Therefore inequality (51) implies that

$$\begin{aligned} \nu \left\{ \omega \in \Omega : F(\omega ) \ge u'\right\} \le \exp \left( -\frac{(u'-E)^2}{4D|\Lambda |}\right) \end{aligned}$$

for all \(u'>E\). To finish the proof, take \(u'=\epsilon |\Lambda |\) and observe that \(\nu \left\{ \omega \in \Omega : F(\omega ) \ge u'\right\} =\nu \big (\mathcal {B}_{\Lambda ,\epsilon }^c\big )\). \(\square \)

Corollary 12.1

Let \(\Phi \in {\mathscr {B}}_T\) and assume that the associated specification \(\varvec{\gamma }^{\Phi }\) satisfies Dobrushin uniqueness condition (22). Then (50) holds with \(D=\frac{1}{2(1-{\mathfrak {c}}(\varvec{\gamma }^{\Phi }))^2}\).

Remark 12.1

Inequality (50) can also be deduced from (49) by an argument due to Marton [29]. But this kind of argument does not work when one has only moment inequalities because there is no analog of (49), to the best of our knowledge.

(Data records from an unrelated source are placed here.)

//! Link poses pushed through the scene-graph interface.

use approx::assert_relative_eq;
use nalgebra::Vector3;

use pincer_linkage::LinkageModel;
use pincer_linkage::geometry::{LEFT_OUTER_KNUCKLE, RIGHT_INNER_KNUCKLE, RTQ85_LINKS};
use pincer_test_utils::RecordingSink;

#[test]
fn publishes_every_link_once() {
    let model = LinkageModel::new(40.0).unwrap();
    let mut sink = RecordingSink::new();
    model.publish(&mut sink);

    let names = sink.local_names();
    assert_eq!(names.len(), RTQ85_LINKS.len());
    for desc in RTQ85_LINKS {
        assert!(names.contains(&desc.name), "missing {}", desc.name);
    }
}

#[test]
fn published_poses_follow_jaw_width() {
    let mut model = LinkageModel::open().unwrap();
    let mut sink = RecordingSink::new();

    model.publish(&mut sink);
    let open = *sink.last_local(RIGHT_INNER_KNUCKLE).unwrap();

    model.set_jaw_width(0.0).unwrap();
    model.publish(&mut sink);
    let closed = *sink.last_local(RIGHT_INNER_KNUCKLE).unwrap();

    // Offset is fixed, only the rotation about +Z changes.
    assert_relative_eq!(open.translation.vector, closed.translation.vector);
    let delta = open.rotation.inverse() * closed.rotation;
    let angle = delta.angle().to_degrees();
    let expected = model.knuckle_angle() - pincer_linkage::knuckle_angle_for(85.0).unwrap();
    assert_relative_eq!(angle, expected.abs(), epsilon = 1e-2);
    let axis = delta.axis().unwrap();
    assert_relative_eq!(axis.into_inner().cross(&Vector3::z()).norm(), 0.0, epsilon = 1e-4);
}

#[test]
fn published_offsets_match_geometry_table() {
    let model = LinkageModel::open().unwrap();
    let mut sink = RecordingSink::new();
    model.publish(&mut sink);

    let pose = sink.last_local(LEFT_OUTER_KNUCKLE).unwrap();
    let desc = RTQ85_LINKS
        .iter()
        .find(|s| s.name == LEFT_OUTER_KNUCKLE)
        .unwrap();
    assert_relative_eq!(pose.translation.vector, Vector3::from(desc.offset));
}
//! Plain shared types and constants.

use std::fmt;

/// Narrowest jaw opening the hand can reach.
pub const JAW_WIDTH_MIN: f32 = 0.0;

/// Widest jaw opening the hand can reach.
pub const JAW_WIDTH_MAX: f32 = 85.0;

/// Identifies one gripper instance when several share a scene.
#[derive(Debug, Clone, Copy, PartialEq, Eq, Hash, PartialOrd, Ord, Default)]
pub struct GripperId(pub u32);

impl fmt::Display for GripperId {
    fn fmt(&self, f: &mut fmt::Formatter<'_>) -> fmt::Result {
        write!(f, "gripper#{}", self.0)
    }
}
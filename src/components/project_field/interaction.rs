//! Pointer, hover and touch state machines. They only see hit-test results
//! and report what happened; applying outcomes to bodies and elements is the
//! caller's job.

use glam::DVec2;

/// Pointer travel (px) that turns a press into a drag.
pub const DRAG_THRESHOLD: f64 = 5.0;
/// Longest press (ms) that still counts as a click.
pub const CLICK_MAX_MS: f64 = 300.0;
/// Finger travel (px) beyond which a touch is a scroll rather than a tap.
pub const TAP_THRESHOLD: f64 = 10.0;
/// After a touch ends, mouse presses this soon (ms) are the browser's
/// emulated compatibility events and are ignored.
pub const EMULATED_MOUSE_MS: f64 = 800.0;

#[derive(Clone, Copy, Debug, Default, PartialEq)]
pub enum PointerState {
	#[default]
	Idle,
	Pressed {
		node: usize,
		start: DVec2,
		/// Pointer minus node center at grab time.
		offset: DVec2,
		at_ms: f64,
	},
	Dragging {
		node: usize,
		offset: DVec2,
	},
}

#[derive(Clone, Copy, Debug, PartialEq)]
pub enum PointerOutcome {
	Nothing,
	/// The node should be pinned at `position`; `started` marks the promotion move.
	Drag {
		node: usize,
		position: DVec2,
		started: bool,
	},
	DragEnded {
		node: usize,
	},
	Click {
		node: usize,
	},
}

#[derive(Clone, Debug, Default)]
pub struct PointerMachine {
	state: PointerState,
}

impl PointerMachine {
	pub fn is_idle(&self) -> bool {
		self.state == PointerState::Idle
	}

	/// Node currently being dragged.
	pub fn held(&self) -> Option<usize> {
		match self.state {
			PointerState::Dragging { node, .. } => Some(node),
			_ => None,
		}
	}

	/// `hit` is the node under the pointer and its center. A press while
	/// another press is in progress is ignored.
	pub fn press(&mut self, point: DVec2, at_ms: f64, hit: Option<(usize, DVec2)>) {
		if !self.is_idle() {
			return;
		}
		if let Some((node, center)) = hit {
			self.state = PointerState::Pressed {
				node,
				start: point,
				offset: point - center,
				at_ms,
			};
		}
	}

	pub fn move_to(&mut self, point: DVec2) -> PointerOutcome {
		match self.state {
			PointerState::Idle => PointerOutcome::Nothing,
			PointerState::Pressed {
				node,
				start,
				offset,
				..
			} => {
				if point.distance(start) < DRAG_THRESHOLD {
					return PointerOutcome::Nothing;
				}
				self.state = PointerState::Dragging { node, offset };
				PointerOutcome::Drag {
					node,
					position: point - offset,
					started: true,
				}
			}
			PointerState::Dragging { node, offset } => PointerOutcome::Drag {
				node,
				position: point - offset,
				started: false,
			},
		}
	}

	pub fn release(&mut self, point: DVec2, at_ms: f64) -> PointerOutcome {
		let outcome = match self.state {
			PointerState::Idle => PointerOutcome::Nothing,
			PointerState::Pressed {
				node,
				start,
				at_ms: pressed_at,
				..
			} => {
				let still = point.distance(start) < DRAG_THRESHOLD;
				let quick = at_ms - pressed_at < CLICK_MAX_MS;
				if still && quick {
					PointerOutcome::Click { node }
				} else {
					PointerOutcome::Nothing
				}
			}
			PointerState::Dragging { node, .. } => PointerOutcome::DragEnded { node },
		};
		self.state = PointerState::Idle;
		outcome
	}

	/// Pointer left the surface: end any drag, never click.
	pub fn cancel(&mut self) -> PointerOutcome {
		let outcome = match self.state {
			PointerState::Dragging { node, .. } => PointerOutcome::DragEnded { node },
			_ => PointerOutcome::Nothing,
		};
		self.state = PointerState::Idle;
		outcome
	}
}

/// Coalesces pointer moves into at most one hit test per frame.
#[derive(Clone, Debug, Default)]
pub struct HoverTracker {
	hovered: Option<usize>,
	pending: Option<DVec2>,
}

impl HoverTracker {
	pub fn hovered(&self) -> Option<usize> {
		self.hovered
	}

	/// Records a pointer position for the next frame. Returns `false` when a
	/// check was already pending; the newer position replaces it.
	pub fn queue(&mut self, point: DVec2) -> bool {
		self.pending.replace(point).is_none()
	}

	pub fn take_pending(&mut self) -> Option<DVec2> {
		self.pending.take()
	}

	/// Returns whether the hovered node changed.
	pub fn update(&mut self, hit: Option<usize>) -> bool {
		if hit == self.hovered {
			return false;
		}
		self.hovered = hit;
		true
	}

	pub fn clear(&mut self) -> bool {
		self.pending = None;
		self.update(None)
	}
}

#[derive(Clone, Copy, Debug, PartialEq)]
struct TouchContact {
	node: Option<usize>,
	start: DVec2,
	last: DVec2,
}

/// Tap-versus-scroll detection for touch screens. Touches never drag.
#[derive(Clone, Debug, Default)]
pub struct TouchTracker {
	contact: Option<TouchContact>,
}

impl TouchTracker {
	pub fn active(&self) -> Option<usize> {
		self.contact.and_then(|c| c.node)
	}

	/// Starts a contact; returns the node that should glow while touched.
	pub fn start(&mut self, point: DVec2, hit: Option<usize>) -> Option<usize> {
		self.contact = Some(TouchContact {
			node: hit,
			start: point,
			last: point,
		});
		hit
	}

	pub fn move_to(&mut self, point: DVec2) {
		if let Some(contact) = &mut self.contact {
			contact.last = point;
		}
	}

	/// Ends the contact and returns the tapped node, if the finger stayed put.
	/// `point` is the lift-off position when known, otherwise the last move.
	pub fn end(&mut self, point: Option<DVec2>) -> Option<usize> {
		let contact = self.contact.take()?;
		let end = point.unwrap_or(contact.last);
		contact
			.node
			.filter(|_| end.distance(contact.start) < TAP_THRESHOLD)
	}

	pub fn cancel(&mut self) {
		self.contact = None;
	}
}

#[cfg(test)]
mod tests {
	use super::*;

	fn p(x: f64, y: f64) -> DVec2 {
		DVec2::new(x, y)
	}

	#[test]
	fn quick_still_press_is_a_click() {
		let mut m = PointerMachine::default();
		m.press(p(100.0, 100.0), 0.0, Some((3, p(90.0, 95.0))));
		assert_eq!(m.move_to(p(102.0, 101.0)), PointerOutcome::Nothing);
		assert_eq!(m.held(), None);
		assert_eq!(
			m.release(p(103.0, 102.0), 120.0),
			PointerOutcome::Click { node: 3 }
		);
		assert!(m.is_idle());
	}

	#[test]
	fn slow_press_is_not_a_click() {
		let mut m = PointerMachine::default();
		m.press(p(0.0, 0.0), 0.0, Some((1, p(0.0, 0.0))));
		assert_eq!(m.release(p(0.0, 0.0), 800.0), PointerOutcome::Nothing);
	}

	#[test]
	fn movement_past_threshold_promotes_before_release() {
		let mut m = PointerMachine::default();
		m.press(p(100.0, 100.0), 0.0, Some((2, p(90.0, 80.0))));
		assert_eq!(
			m.move_to(p(105.0, 100.0)),
			PointerOutcome::Drag {
				node: 2,
				position: p(95.0, 80.0),
				started: true
			}
		);
		assert_eq!(m.held(), Some(2));
		assert_eq!(
			m.move_to(p(200.0, 300.0)),
			PointerOutcome::Drag {
				node: 2,
				position: p(190.0, 280.0),
				started: false
			}
		);
		// Returning to the start point within the click window is still a drag end.
		assert_eq!(
			m.release(p(100.0, 100.0), 50.0),
			PointerOutcome::DragEnded { node: 2 }
		);
		assert!(m.is_idle());
	}

	#[test]
	fn release_far_away_without_moves_is_not_a_click() {
		let mut m = PointerMachine::default();
		m.press(p(0.0, 0.0), 0.0, Some((0, p(0.0, 0.0))));
		assert_eq!(m.release(p(40.0, 0.0), 10.0), PointerOutcome::Nothing);
	}

	#[test]
	fn press_on_empty_space_stays_idle() {
		let mut m = PointerMachine::default();
		m.press(p(0.0, 0.0), 0.0, None);
		assert!(m.is_idle());
		assert_eq!(m.move_to(p(50.0, 50.0)), PointerOutcome::Nothing);
		assert_eq!(m.release(p(50.0, 50.0), 10.0), PointerOutcome::Nothing);
	}

	#[test]
	fn second_press_does_not_replace_the_first() {
		let mut m = PointerMachine::default();
		m.press(p(0.0, 0.0), 0.0, Some((0, p(0.0, 0.0))));
		m.press(p(500.0, 500.0), 10.0, Some((4, p(500.0, 500.0))));
		assert_eq!(m.release(p(0.0, 0.0), 20.0), PointerOutcome::Click { node: 0 });
	}

	#[test]
	fn cancel_ends_drag_without_click() {
		let mut m = PointerMachine::default();
		m.press(p(0.0, 0.0), 0.0, Some((5, p(0.0, 0.0))));
		assert_eq!(m.cancel(), PointerOutcome::Nothing);
		m.press(p(0.0, 0.0), 0.0, Some((5, p(0.0, 0.0))));
		m.move_to(p(20.0, 0.0));
		assert_eq!(m.cancel(), PointerOutcome::DragEnded { node: 5 });
		assert!(m.is_idle());
	}

	#[test]
	fn hover_checks_are_coalesced() {
		let mut h = HoverTracker::default();
		assert!(h.queue(p(1.0, 1.0)));
		assert!(!h.queue(p(2.0, 2.0)));
		assert!(!h.queue(p(3.0, 3.0)));
		assert_eq!(h.take_pending(), Some(p(3.0, 3.0)));
		assert_eq!(h.take_pending(), None);
		assert!(h.queue(p(4.0, 4.0)));
	}

	#[test]
	fn hover_reports_only_changes() {
		let mut h = HoverTracker::default();
		assert!(h.update(Some(1)));
		assert!(!h.update(Some(1)));
		assert!(h.update(Some(2)));
		assert_eq!(h.hovered(), Some(2));
		assert!(h.clear());
		assert!(!h.clear());
		assert_eq!(h.hovered(), None);
	}

	#[test]
	fn short_touch_is_a_tap() {
		let mut t = TouchTracker::default();
		assert_eq!(t.start(p(10.0, 10.0), Some(4)), Some(4));
		assert_eq!(t.active(), Some(4));
		t.move_to(p(14.0, 13.0));
		assert_eq!(t.end(None), Some(4));
		assert_eq!(t.active(), None);
	}

	#[test]
	fn scrolling_touch_is_not_a_tap() {
		let mut t = TouchTracker::default();
		t.start(p(10.0, 10.0), Some(1));
		t.move_to(p(10.0, 60.0));
		assert_eq!(t.end(None), None);
		assert_eq!(t.active(), None);
	}

	#[test]
	fn touch_cancel_releases_glow() {
		let mut t = TouchTracker::default();
		t.start(p(0.0, 0.0), Some(2));
		t.cancel();
		assert_eq!(t.active(), None);
		assert_eq!(t.end(Some(p(0.0, 0.0))), None);
	}
}
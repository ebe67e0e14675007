use leptos::prelude::*;

use crate::components::project_field::ProjectField;

/// Landing page: the header and the floating project cards.
#[component]
pub fn Home() -> impl IntoView {
	view! {
		<ErrorBoundary fallback=|errors| {
			view! {
				<h1>"Uh oh! Something went wrong!"</h1>

				<p>"Errors: "</p>
				<ul>
					{move || {
						errors
							.get()
							.into_iter()
							.map(|(_, e)| view! { <li>{e.to_string()}</li> })
							.collect_view()
					}}
				</ul>
			}
		}>
			<ProjectField
				title="Paintoshi"
				subtitle="Things I have built. Drag them around, click to visit."
				title_link="https://paintoshi.dev"
				social_link="https://x.com/paintoshi"
			/>
		</ErrorBoundary>
	}
}
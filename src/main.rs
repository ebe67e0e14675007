use floating_cards::{App, init_logging};

fn main() {
	init_logging();
	leptos::mount::mount_to_body(App);
}
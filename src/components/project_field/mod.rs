mod color;
mod component;
mod forces;
mod geometry;
mod interaction;
mod physics;
mod registry;
mod render;
pub mod scale;
mod state;
mod types;

pub use component::ProjectField;
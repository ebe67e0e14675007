//! A small rigid-body world for axis-aligned, non-rotating rectangles.
//!
//! Velocities are in pixels per step and forces follow the Verlet convention of
//! `Δv = F / m · Δt²` with `Δt` in milliseconds, so force constants tuned for
//! browser physics engines carry over unchanged.

use glam::DVec2;

use super::geometry::{Rect, point_in_rect};

/// Fixed step, one display frame at 60 Hz.
pub const STEP_MS: f64 = 1000.0 / 60.0;

#[derive(Clone, Copy, Debug, PartialEq, Eq, Hash, PartialOrd, Ord)]
pub struct BodyId(u64);

#[derive(Clone, Copy, Debug, PartialEq)]
pub struct Material {
	pub friction: f64,
	pub friction_air: f64,
	pub restitution: f64,
	pub density: f64,
}

/// Floaty and heavily damped.
pub const CARD_MATERIAL: Material = Material {
	friction: 0.2,
	friction_air: 0.5,
	restitution: 0.8,
	density: 0.001,
};

#[derive(Clone, Debug)]
pub struct Body {
	id: BodyId,
	pub position: DVec2,
	pub velocity: DVec2,
	pub size: DVec2,
	pub material: Material,
	pub is_static: bool,
	force: DVec2,
	mass: f64,
}

impl Body {
	pub fn rect(&self) -> Rect {
		Rect::new(self.position, self.size)
	}

	pub fn mass(&self) -> f64 {
		self.mass
	}

	pub fn force(&self) -> DVec2 {
		self.force
	}

	fn inverse_mass(&self) -> f64 {
		if self.is_static || !self.mass.is_finite() || self.mass <= 0.0 {
			0.0
		} else {
			1.0 / self.mass
		}
	}

	fn update_mass(&mut self) {
		self.mass = self.material.density * self.size.x * self.size.y;
	}
}

#[derive(Debug, Default)]
pub struct World {
	bodies: Vec<Body>,
	next_id: u64,
}

impl World {
	pub fn new() -> Self {
		Self::default()
	}

	pub fn create_rectangle(&mut self, center: DVec2, size: DVec2, material: Material) -> BodyId {
		let id = BodyId(self.next_id);
		self.next_id += 1;
		let mut body = Body {
			id,
			position: center,
			velocity: DVec2::ZERO,
			size,
			material,
			is_static: false,
			force: DVec2::ZERO,
			mass: 0.0,
		};
		body.update_mass();
		self.bodies.push(body);
		id
	}

	pub fn remove(&mut self, id: BodyId) -> bool {
		let before = self.bodies.len();
		self.bodies.retain(|b| b.id != id);
		self.bodies.len() != before
	}

	pub fn len(&self) -> usize {
		self.bodies.len()
	}

	pub fn body(&self, id: BodyId) -> Option<&Body> {
		self.bodies.iter().find(|b| b.id == id)
	}

	fn body_mut(&mut self, id: BodyId) -> Option<&mut Body> {
		self.bodies.iter_mut().find(|b| b.id == id)
	}

	/// Accumulates `force` until the next step. Rotation is locked, so the
	/// application point contributes no torque and is ignored.
	pub fn apply_force(&mut self, id: BodyId, _at: DVec2, force: DVec2) {
		if let Some(body) = self.body_mut(id) {
			body.force += force;
		}
	}

	pub fn set_position(&mut self, id: BodyId, position: DVec2) {
		if let Some(body) = self.body_mut(id) {
			body.position = position;
		}
	}

	pub fn set_velocity(&mut self, id: BodyId, velocity: DVec2) {
		if let Some(body) = self.body_mut(id) {
			body.velocity = velocity;
		}
	}

	pub fn set_static(&mut self, id: BodyId, is_static: bool) {
		if let Some(body) = self.body_mut(id) {
			body.is_static = is_static;
			body.force = DVec2::ZERO;
			if is_static {
				body.velocity = DVec2::ZERO;
			}
		}
	}

	/// Resizes the body around its center. Degenerate sizes collapse to zero
	/// and leave the body massless until it gets a real size again.
	pub fn set_size(&mut self, id: BodyId, size: DVec2) {
		if let Some(body) = self.body_mut(id) {
			body.size = if size.is_finite() { size.max(DVec2::ZERO) } else { DVec2::ZERO };
			body.update_mass();
		}
	}

	pub fn query_point(&self, point: DVec2) -> Option<BodyId> {
		self.bodies
			.iter()
			.find(|b| point_in_rect(point, &b.rect()))
			.map(|b| b.id)
	}

	/// Integrates one fixed step, then separates overlapping bodies.
	pub fn step(&mut self) {
		let dt2 = STEP_MS * STEP_MS;
		for body in self.bodies.iter_mut().filter(|b| !b.is_static) {
			let damping = 1.0 - body.material.friction_air;
			body.velocity = body.velocity * damping + body.force() * body.inverse_mass() * dt2;
			body.position += body.velocity;
		}
		for body in &mut self.bodies {
			body.force = DVec2::ZERO;
		}
		self.resolve_contacts();
	}

	fn resolve_contacts(&mut self) {
		let n = self.bodies.len();
		for i in 0..n {
			let (head, tail) = self.bodies.split_at_mut(i + 1);
			let a = &mut head[i];
			for b in tail.iter_mut() {
				resolve_pair(a, b);
			}
		}
	}
}

fn resolve_pair(a: &mut Body, b: &mut Body) {
	let (inv_a, inv_b) = (a.inverse_mass(), b.inverse_mass());
	let inv_sum = inv_a + inv_b;
	if inv_sum == 0.0 {
		return;
	}

	let delta = b.position - a.position;
	let overlap = (a.size + b.size) * 0.5 - delta.abs();
	if overlap.x <= 0.0 || overlap.y <= 0.0 {
		return;
	}

	// Push out along the axis of least penetration.
	let (normal, depth) = if overlap.x < overlap.y {
		(DVec2::new(sign(delta.x), 0.0), overlap.x)
	} else {
		(DVec2::new(0.0, sign(delta.y)), overlap.y)
	};
	a.position -= normal * depth * (inv_a / inv_sum);
	b.position += normal * depth * (inv_b / inv_sum);

	let approach = (b.velocity - a.velocity).dot(normal);
	if approach >= 0.0 {
		return;
	}
	let restitution = a.material.restitution.min(b.material.restitution);
	let impulse = -(1.0 + restitution) * approach / inv_sum;
	a.velocity -= normal * impulse * inv_a;
	b.velocity += normal * impulse * inv_b;

	// Coulomb-style damping of the sliding component.
	let tangent = DVec2::new(-normal.y, normal.x);
	let slide = (b.velocity - a.velocity).dot(tangent);
	let friction = a.material.friction.min(b.material.friction);
	let limit = friction * impulse;
	let tangent_impulse = (-slide / inv_sum).clamp(-limit, limit);
	a.velocity -= tangent * tangent_impulse * inv_a;
	b.velocity += tangent * tangent_impulse * inv_b;
}

fn sign(v: f64) -> f64 {
	if v < 0.0 { -1.0 } else { 1.0 }
}

#[cfg(test)]
mod tests {
	use super::*;

	fn world_with_box(center: DVec2) -> (World, BodyId) {
		let mut world = World::new();
		let id = world.create_rectangle(center, DVec2::new(100.0, 50.0), CARD_MATERIAL);
		(world, id)
	}

	#[test]
	fn mass_follows_area() {
		let (world, id) = world_with_box(DVec2::ZERO);
		assert!((world.body(id).unwrap().mass() - 5.0).abs() < 1e-12);
	}

	#[test]
	fn force_accelerates_then_clears() {
		let (mut world, id) = world_with_box(DVec2::ZERO);
		world.apply_force(id, DVec2::ZERO, DVec2::new(0.01, 0.0));
		world.step();
		let body = world.body(id).unwrap();
		let expected = 0.01 / 5.0 * STEP_MS * STEP_MS;
		assert!((body.velocity.x - expected).abs() < 1e-9);
		assert!((body.position.x - expected).abs() < 1e-9);
		assert_eq!(body.force(), DVec2::ZERO);
	}

	#[test]
	fn air_friction_damps_velocity() {
		let (mut world, id) = world_with_box(DVec2::ZERO);
		world.set_velocity(id, DVec2::new(10.0, -4.0));
		world.step();
		assert_eq!(world.body(id).unwrap().velocity, DVec2::new(5.0, -2.0));
	}

	#[test]
	fn static_bodies_do_not_integrate() {
		let (mut world, id) = world_with_box(DVec2::new(3.0, 4.0));
		world.set_velocity(id, DVec2::new(10.0, 0.0));
		world.set_static(id, true);
		world.apply_force(id, DVec2::ZERO, DVec2::new(1.0, 1.0));
		world.step();
		let body = world.body(id).unwrap();
		assert_eq!(body.position, DVec2::new(3.0, 4.0));
		assert_eq!(body.velocity, DVec2::ZERO);
	}

	#[test]
	fn set_size_preserves_center() {
		let (mut world, id) = world_with_box(DVec2::new(10.0, 10.0));
		world.set_size(id, DVec2::new(200.0, 25.0));
		let body = world.body(id).unwrap();
		assert_eq!(body.size, DVec2::new(200.0, 25.0));
		assert_eq!(body.position, DVec2::new(10.0, 10.0));
		assert!((body.mass() - 5.0).abs() < 1e-12);
	}

	#[test]
	fn query_point_hits_inclusive_bounds() {
		let (world, id) = world_with_box(DVec2::ZERO);
		assert_eq!(world.query_point(DVec2::new(50.0, 25.0)), Some(id));
		assert_eq!(world.query_point(DVec2::new(51.0, 0.0)), None);
	}

	#[test]
	fn ids_are_not_reused() {
		let (mut world, first) = world_with_box(DVec2::ZERO);
		assert!(world.remove(first));
		assert_eq!(world.len(), 0);
		let second = world.create_rectangle(DVec2::ZERO, DVec2::ONE, CARD_MATERIAL);
		assert_ne!(first, second);
		assert!(world.body(first).is_none());
		assert!(world.remove(second));
		assert!(!world.remove(second));
	}

	#[test]
	fn overlapping_bodies_are_separated() {
		let mut world = World::new();
		let a = world.create_rectangle(DVec2::new(0.0, 0.0), DVec2::new(100.0, 100.0), CARD_MATERIAL);
		let b = world.create_rectangle(DVec2::new(80.0, 10.0), DVec2::new(100.0, 100.0), CARD_MATERIAL);
		world.set_velocity(a, DVec2::new(4.0, 0.0));
		world.step();
		let (ra, rb) = (world.body(a).unwrap().rect(), world.body(b).unwrap().rect());
		assert!(rb.center.x - ra.center.x >= 100.0 - 1e-9);
		// b was at rest and got knocked along +x
		assert!(world.body(b).unwrap().velocity.x > 0.0);
	}

	#[test]
	fn static_bodies_are_immovable_in_contacts() {
		let mut world = World::new();
		let wall = world.create_rectangle(DVec2::ZERO, DVec2::new(100.0, 100.0), CARD_MATERIAL);
		let ball = world.create_rectangle(DVec2::new(90.0, 0.0), DVec2::new(100.0, 100.0), CARD_MATERIAL);
		world.set_static(wall, true);
		world.step();
		assert_eq!(world.body(wall).unwrap().position, DVec2::ZERO);
		assert!((world.body(ball).unwrap().position.x - 100.0).abs() < 1e-9);
	}

	#[test]
	fn zero_sized_bodies_stay_finite_and_recover() {
		let mut world = World::new();
		let a = world.create_rectangle(DVec2::ZERO, DVec2::new(100.0, 100.0), CARD_MATERIAL);
		let b = world.create_rectangle(DVec2::new(10.0, 0.0), DVec2::new(100.0, 100.0), CARD_MATERIAL);
		world.set_size(a, DVec2::ZERO);
		world.set_size(b, DVec2::new(f64::NAN, 5.0));
		world.apply_force(a, DVec2::ZERO, DVec2::new(1.0, 0.0));
		world.step();
		for id in [a, b] {
			let body = world.body(id).unwrap();
			assert_eq!(body.size, DVec2::ZERO);
			assert_eq!(body.mass(), 0.0);
			assert!(body.position.is_finite() && body.velocity.is_finite());
		}

		world.set_size(a, DVec2::new(100.0, 100.0));
		world.set_size(b, DVec2::new(100.0, 100.0));
		world.step();
		let (ra, rb) = (world.body(a).unwrap().rect(), world.body(b).unwrap().rect());
		assert!(ra.center.is_finite() && rb.center.is_finite());
		assert!(rb.center.x - ra.center.x >= 100.0 - 1e-9);
	}
}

We now turn to the situation when one has moment inequalities.

Theorem 12.2

Let \(\Lambda \in \mathcal {P}\). For \(\nu \) satisfying \(\mathrm {MCB}\!\left( 2p,C_{2p}\right) \) and such that \(\nu (\mathcal {B}_\Lambda )=\frac{1}{2}\), we have

$$\begin{aligned} \nu \big (\mathcal {B}_{\Lambda ,\epsilon }\big )\ge 1-\frac{C_{2p}}{|\Lambda |^{p/d}} \left( \epsilon -\frac{(2C_{2p})^\frac{1}{2p}}{\sqrt{|\Lambda |}} \right) ^{-2p} \end{aligned}$$

whenever \(\epsilon >0\) and \(n\in \mathbb {N}\) are such that \(\epsilon >\frac{(2C_{2p})^\frac{1}{2p}}{\sqrt{|\Lambda |}}\).

Proof

As in the previous proof, consider the local function \(F(\omega )=\bar{d}_\Lambda (\omega ,\mathcal {B}_\Lambda )\) which is such that \(\delta _x(F)\le 1\) for all \(x\in \Lambda \). Applying (7) we get

$$\begin{aligned} \nu \left\{ \omega \in \Omega : F(\omega ) \ge u+\mathbb {E}_\nu [F]\right\} \le \frac{C_{2p}|\Lambda |^{p}}{u^{2p}} \end{aligned}$$

for all \(u>0\). We easily obtain an upper bound for \(\mathbb {E}_\nu [F]\) by using (6) and the fact that \(F\equiv 0\) on \(\mathcal {B}_\Lambda \) :

$$\begin{aligned} \nu (\mathcal {B}_\Lambda ) (\mathbb {E}_\nu [F])^{2p}= \mathbb {E}_\nu \left[ \mathbb {1}_{\mathcal {B}_\Lambda }(F-\mathbb {E}_\nu [F])^{2p}\right] \le C_{2p}|\Lambda |^{p}\,. \end{aligned}$$

whence

$$\begin{aligned} \mathbb {E}_\nu [F]\le \frac{C_{2p}^{\frac{1}{2p}}\sqrt{|\Lambda |} }{\nu (\mathcal {B}_\Lambda )^{\frac{1}{2p}}}. \end{aligned}$$

We finish in the same way as in the previous proof to get the desired inequality. \(\square \)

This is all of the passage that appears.